- HOW TO COMPLETE THIS TASK:
In the data that follows, count the lines in which the word "monitors" occurs, and report that figure alone.

··· RECORD SET ···

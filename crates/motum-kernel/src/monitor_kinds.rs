//! Built-in monitor kinds.
//!
//! Every kind is a plain struct whose fields are its parameters, so the goal
//! compiler can deserialize a request's `parameters` object straight into it
//! and publish the JSON schema as usage text.
//!
//! | Kind | Family | True when |
//! |---|---|---|
//! | [`JointGoalReached`] | condition | every listed joint is within `threshold` of its goal |
//! | [`PositionReached`] | condition | the tip link is within `threshold` of the goal point |
//! | [`TimeAbove`] | condition | control time exceeds `threshold` |
//! | [`LocalMinimumReached`] | condition | all joint velocities have settled (after 1 s) |
//! | [`EndMotion`] | payload | always; ends the episode with success |
//! | [`CancelMotion`] | payload | never; raises [`MotumError::Aborted`] instead |
//! | [`SetMaxTrajectoryLength`] | payload | never; raises [`MotumError::TrajectoryTooLong`] past `length` |
//! | [`Sleep`] | payload | `seconds` have elapsed since first activation |
//! | [`Print`] | payload | always; logs `message` once |
//! | [`Alternator`] | payload | `floor(time) % modulo == 0` |

use std::collections::BTreeMap;

use motum_types::{MotumError, PointStamped};
use schemars::JsonSchema;
use serde::Deserialize;
use tracing::info;

use crate::monitor::{ConditionMonitor, MonitorContext, PayloadMonitor};

fn default_threshold() -> f64 {
    0.01
}

fn default_min_cut_off() -> f64 {
    0.01
}

fn default_max_cut_off() -> f64 {
    0.06
}

fn default_trajectory_length() -> f64 {
    15.0
}

fn default_modulo() -> u64 {
    2
}

// ────────────────────────────────────────────────────────────────────────────
// Condition monitors
// ────────────────────────────────────────────────────────────────────────────

#[derive(Debug, Clone, Deserialize, JsonSchema)]
#[serde(deny_unknown_fields)]
pub struct JointGoalReached {
    pub goal_state: BTreeMap<String, f64>,
    #[serde(default = "default_threshold")]
    pub threshold: f64,
}

impl ConditionMonitor for JointGoalReached {
    fn kind(&self) -> &'static str {
        "JointGoalReached"
    }

    fn evaluate(&self, ctx: &MonitorContext<'_>) -> Result<bool, MotumError> {
        for (joint, goal) in &self.goal_state {
            let current = ctx.state.position(joint).ok_or_else(|| {
                MotumError::InvalidGoal(format!("JointGoalReached: no position for joint \"{joint}\""))
            })?;
            if (current - goal).abs() > self.threshold {
                return Ok(false);
            }
        }
        Ok(true)
    }
}

#[derive(Debug, Clone, Deserialize, JsonSchema)]
#[serde(deny_unknown_fields)]
pub struct PositionReached {
    pub root_link: String,
    pub tip_link: String,
    pub goal_point: PointStamped,
    #[serde(default = "default_threshold")]
    pub threshold: f64,
}

impl ConditionMonitor for PositionReached {
    fn kind(&self) -> &'static str {
        "PositionReached"
    }

    fn evaluate(&self, ctx: &MonitorContext<'_>) -> Result<bool, MotumError> {
        let goal = ctx
            .model
            .frame_pose(&self.root_link, &self.goal_point.frame_id, ctx.state)?
            .transform_point(self.goal_point.point);
        let tip = ctx.model.frame_pose(&self.root_link, &self.tip_link, ctx.state)?.translation;
        Ok(tip.sub(goal).norm() <= self.threshold)
    }
}

#[derive(Debug, Clone, Deserialize, JsonSchema)]
#[serde(deny_unknown_fields)]
pub struct TimeAbove {
    pub threshold: f64,
}

impl ConditionMonitor for TimeAbove {
    fn kind(&self) -> &'static str {
        "TimeAbove"
    }

    fn evaluate(&self, ctx: &MonitorContext<'_>) -> Result<bool, MotumError> {
        Ok(ctx.time > self.threshold)
    }
}

/// Settles when every controlled joint moves slower than a fraction of its
/// velocity limit.  Never true during the first second.
#[derive(Debug, Clone, Deserialize, JsonSchema)]
#[serde(deny_unknown_fields)]
pub struct LocalMinimumReached {
    #[serde(default = "default_min_cut_off")]
    pub min_cut_off: f64,
    #[serde(default = "default_max_cut_off")]
    pub max_cut_off: f64,
    #[serde(default = "default_threshold")]
    pub joint_convergence_threshold: f64,
}

impl LocalMinimumReached {
    /// Cut-offs must be finite, non-negative, and ordered.
    pub fn check(&self) -> Result<(), String> {
        if !(self.min_cut_off.is_finite() && self.max_cut_off.is_finite()) {
            return Err("min_cut_off and max_cut_off must be finite".into());
        }
        if self.min_cut_off < 0.0 {
            return Err(format!("min_cut_off: must be non-negative, got {}", self.min_cut_off));
        }
        if self.min_cut_off > self.max_cut_off {
            return Err(format!(
                "min_cut_off ({}) exceeds max_cut_off ({})",
                self.min_cut_off, self.max_cut_off
            ));
        }
        Ok(())
    }
}

impl ConditionMonitor for LocalMinimumReached {
    fn kind(&self) -> &'static str {
        "LocalMinimumReached"
    }

    fn evaluate(&self, ctx: &MonitorContext<'_>) -> Result<bool, MotumError> {
        if ctx.time <= 1.0 {
            return Ok(false);
        }
        Ok(ctx.model.controlled_joints().iter().all(|joint| {
            // max/min rather than clamp: an unchecked pair must not panic.
            let cut_off = (joint.limits.velocity * self.joint_convergence_threshold)
                .max(self.min_cut_off)
                .min(self.max_cut_off);
            ctx.state.velocity(&joint.name).abs() < cut_off
        }))
    }
}

// ────────────────────────────────────────────────────────────────────────────
// Payload monitors
// ────────────────────────────────────────────────────────────────────────────

#[derive(Debug, Clone, Default, Deserialize, JsonSchema)]
#[serde(deny_unknown_fields)]
pub struct EndMotion {}

impl PayloadMonitor for EndMotion {
    fn kind(&self) -> &'static str {
        "EndMotion"
    }

    fn run(&mut self, _ctx: &MonitorContext<'_>) -> Result<bool, MotumError> {
        Ok(true)
    }

    fn ends_motion(&self) -> bool {
        true
    }
}

#[derive(Debug, Clone, Deserialize, JsonSchema)]
#[serde(deny_unknown_fields)]
pub struct CancelMotion {
    pub error_message: String,
    /// Filled in from the monitor's name when compiled.
    #[serde(skip)]
    pub monitor: String,
}

impl PayloadMonitor for CancelMotion {
    fn kind(&self) -> &'static str {
        "CancelMotion"
    }

    fn run(&mut self, _ctx: &MonitorContext<'_>) -> Result<bool, MotumError> {
        Err(MotumError::Aborted {
            monitor: self.monitor.clone(),
            message: self.error_message.clone(),
        })
    }
}

#[derive(Debug, Clone, Deserialize, JsonSchema)]
#[serde(deny_unknown_fields)]
pub struct SetMaxTrajectoryLength {
    #[serde(default = "default_trajectory_length")]
    pub length: f64,
}

impl PayloadMonitor for SetMaxTrajectoryLength {
    fn kind(&self) -> &'static str {
        "SetMaxTrajectoryLength"
    }

    fn run(&mut self, ctx: &MonitorContext<'_>) -> Result<bool, MotumError> {
        if ctx.time > self.length {
            return Err(MotumError::TrajectoryTooLong { limit_s: self.length });
        }
        Ok(false)
    }
}

#[derive(Debug, Clone, Deserialize, JsonSchema)]
#[serde(deny_unknown_fields)]
pub struct Sleep {
    pub seconds: f64,
    #[serde(skip)]
    activated_at: Option<f64>,
}

impl PayloadMonitor for Sleep {
    fn kind(&self) -> &'static str {
        "Sleep"
    }

    fn run(&mut self, ctx: &MonitorContext<'_>) -> Result<bool, MotumError> {
        let since = *self.activated_at.get_or_insert(ctx.time);
        Ok(ctx.time - since >= self.seconds)
    }
}

#[derive(Debug, Clone, Deserialize, JsonSchema)]
#[serde(deny_unknown_fields)]
pub struct Print {
    pub message: String,
    #[serde(skip)]
    printed: bool,
}

impl PayloadMonitor for Print {
    fn kind(&self) -> &'static str {
        "Print"
    }

    fn run(&mut self, ctx: &MonitorContext<'_>) -> Result<bool, MotumError> {
        if !self.printed {
            info!(time = ctx.time, "{}", self.message);
            self.printed = true;
        }
        Ok(true)
    }
}

#[derive(Debug, Clone, Deserialize, JsonSchema)]
#[serde(deny_unknown_fields)]
pub struct Alternator {
    #[serde(default = "default_modulo")]
    pub modulo: u64,
}

impl PayloadMonitor for Alternator {
    fn kind(&self) -> &'static str {
        "Alternator"
    }

    fn run(&mut self, ctx: &MonitorContext<'_>) -> Result<bool, MotumError> {
        if self.modulo == 0 {
            return Err(MotumError::InvalidGoal("Alternator: modulo must be positive".into()));
        }
        Ok((ctx.time.max(0.0).floor() as u64) % self.modulo == 0)
    }
}

#[cfg(test)]
mod tests {
    use super::*;
    use motum_hal::{SimRobotDescription, SimWorld};
    use motum_types::{JointState, Vector3};
    use serde_json::json;

    fn world() -> SimWorld {
        SimWorld::new(SimRobotDescription::planar_arm()).unwrap()
    }

    fn state(x: f64, y: f64) -> JointState {
        let mut s = JointState::default();
        s.positions.insert("slide_x".into(), x);
        s.positions.insert("slide_y".into(), y);
        s
    }

    #[test]
    fn joint_goal_reached_uses_threshold() {
        let w = world();
        let m: JointGoalReached = serde_json::from_value(json!({"goal_state": {"slide_x": 0.5}})).unwrap();
        let ctx = |s: &JointState| m.evaluate(&MonitorContext { model: &w, state: s, time: 0.0 });
        assert!(!ctx(&state(0.0, 0.0)).unwrap());
        assert!(ctx(&state(0.495, 0.0)).unwrap());
    }

    #[test]
    fn joint_goal_reached_rejects_unknown_joint() {
        let w = world();
        let m: JointGoalReached = serde_json::from_value(json!({"goal_state": {"elbow": 0.5}})).unwrap();
        let s = state(0.0, 0.0);
        let r = m.evaluate(&MonitorContext { model: &w, state: &s, time: 0.0 });
        assert!(matches!(r, Err(MotumError::InvalidGoal(_))));
    }

    #[test]
    fn position_reached_transforms_goal_frame() {
        let w = world();
        // "map" sits at (-1, 0, 0) in base_link, so (1.3, 0.2, 0.6) in map is
        // (0.3, 0.2, 0.6) in base_link, the tool tip at slide_x=0.3, slide_y=0.2.
        let m = PositionReached {
            root_link: "base_link".into(),
            tip_link: "tool_tip".into(),
            goal_point: PointStamped {
                frame_id: "map".into(),
                point: Vector3::new(1.3, 0.2, 0.6),
            },
            threshold: 0.01,
        };
        let s = state(0.3, 0.2);
        assert!(m.evaluate(&MonitorContext { model: &w, state: &s, time: 0.0 }).unwrap());
        let s = state(0.0, 0.0);
        assert!(!m.evaluate(&MonitorContext { model: &w, state: &s, time: 0.0 }).unwrap());
    }

    #[test]
    fn local_minimum_waits_for_first_second() {
        let w = world();
        let m: LocalMinimumReached = serde_json::from_value(json!({})).unwrap();
        let s = state(0.0, 0.0);
        assert!(!m.evaluate(&MonitorContext { model: &w, state: &s, time: 0.5 }).unwrap());
        assert!(m.evaluate(&MonitorContext { model: &w, state: &s, time: 1.5 }).unwrap());
        let mut moving = s.clone();
        moving.velocities.insert("slide_x".into(), 0.5);
        assert!(!m.evaluate(&MonitorContext { model: &w, state: &moving, time: 1.5 }).unwrap());
    }

    #[test]
    fn local_minimum_rejects_inverted_cut_offs() {
        let m: LocalMinimumReached =
            serde_json::from_value(json!({"min_cut_off": 0.1, "max_cut_off": 0.05})).unwrap();
        let err = m.check().unwrap_err();
        assert!(err.contains("exceeds max_cut_off"), "{err}");
        let ok: LocalMinimumReached = serde_json::from_value(json!({})).unwrap();
        assert!(ok.check().is_ok());

        // Unchecked, evaluation still returns instead of panicking.
        let w = world();
        let s = state(0.0, 0.0);
        assert!(m.evaluate(&MonitorContext { model: &w, state: &s, time: 1.5 }).is_ok());
    }

    #[test]
    fn sleep_counts_from_first_activation() {
        let w = world();
        let s = state(0.0, 0.0);
        let mut m: Sleep = serde_json::from_value(json!({"seconds": 1.0})).unwrap();
        assert!(!m.run(&MonitorContext { model: &w, state: &s, time: 2.0 }).unwrap());
        assert!(!m.run(&MonitorContext { model: &w, state: &s, time: 2.5 }).unwrap());
        assert!(m.run(&MonitorContext { model: &w, state: &s, time: 3.0 }).unwrap());
    }

    #[test]
    fn cancel_motion_aborts_with_message() {
        let w = world();
        let s = state(0.0, 0.0);
        let mut m: CancelMotion = serde_json::from_value(json!({"error_message": "stop"})).unwrap();
        m.monitor = "abort".into();
        let r = m.run(&MonitorContext { model: &w, state: &s, time: 0.0 });
        assert_eq!(
            r,
            Err(MotumError::Aborted {
                monitor: "abort".into(),
                message: "stop".into()
            })
        );
    }

    #[test]
    fn max_trajectory_length_trips_after_limit() {
        let w = world();
        let s = state(0.0, 0.0);
        let mut m = SetMaxTrajectoryLength { length: 2.0 };
        assert!(!m.run(&MonitorContext { model: &w, state: &s, time: 2.0 }).unwrap());
        assert!(matches!(
            m.run(&MonitorContext { model: &w, state: &s, time: 2.05 }),
            Err(MotumError::TrajectoryTooLong { .. })
        ));
    }

    #[test]
    fn alternator_flips_each_second() {
        let w = world();
        let s = state(0.0, 0.0);
        let mut m: Alternator = serde_json::from_value(json!({})).unwrap();
        assert!(m.run(&MonitorContext { model: &w, state: &s, time: 0.4 }).unwrap());
        assert!(!m.run(&MonitorContext { model: &w, state: &s, time: 1.4 }).unwrap());
        assert!(m.run(&MonitorContext { model: &w, state: &s, time: 2.0 }).unwrap());
    }

    #[test]
    fn unknown_parameter_is_rejected() {
        let r = serde_json::from_value::<TimeAbove>(json!({"threshold": 1.0, "treshold": 2.0}));
        assert!(r.unwrap_err().to_string().contains("treshold"));
    }
}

···

- TASK SOLUTION:
2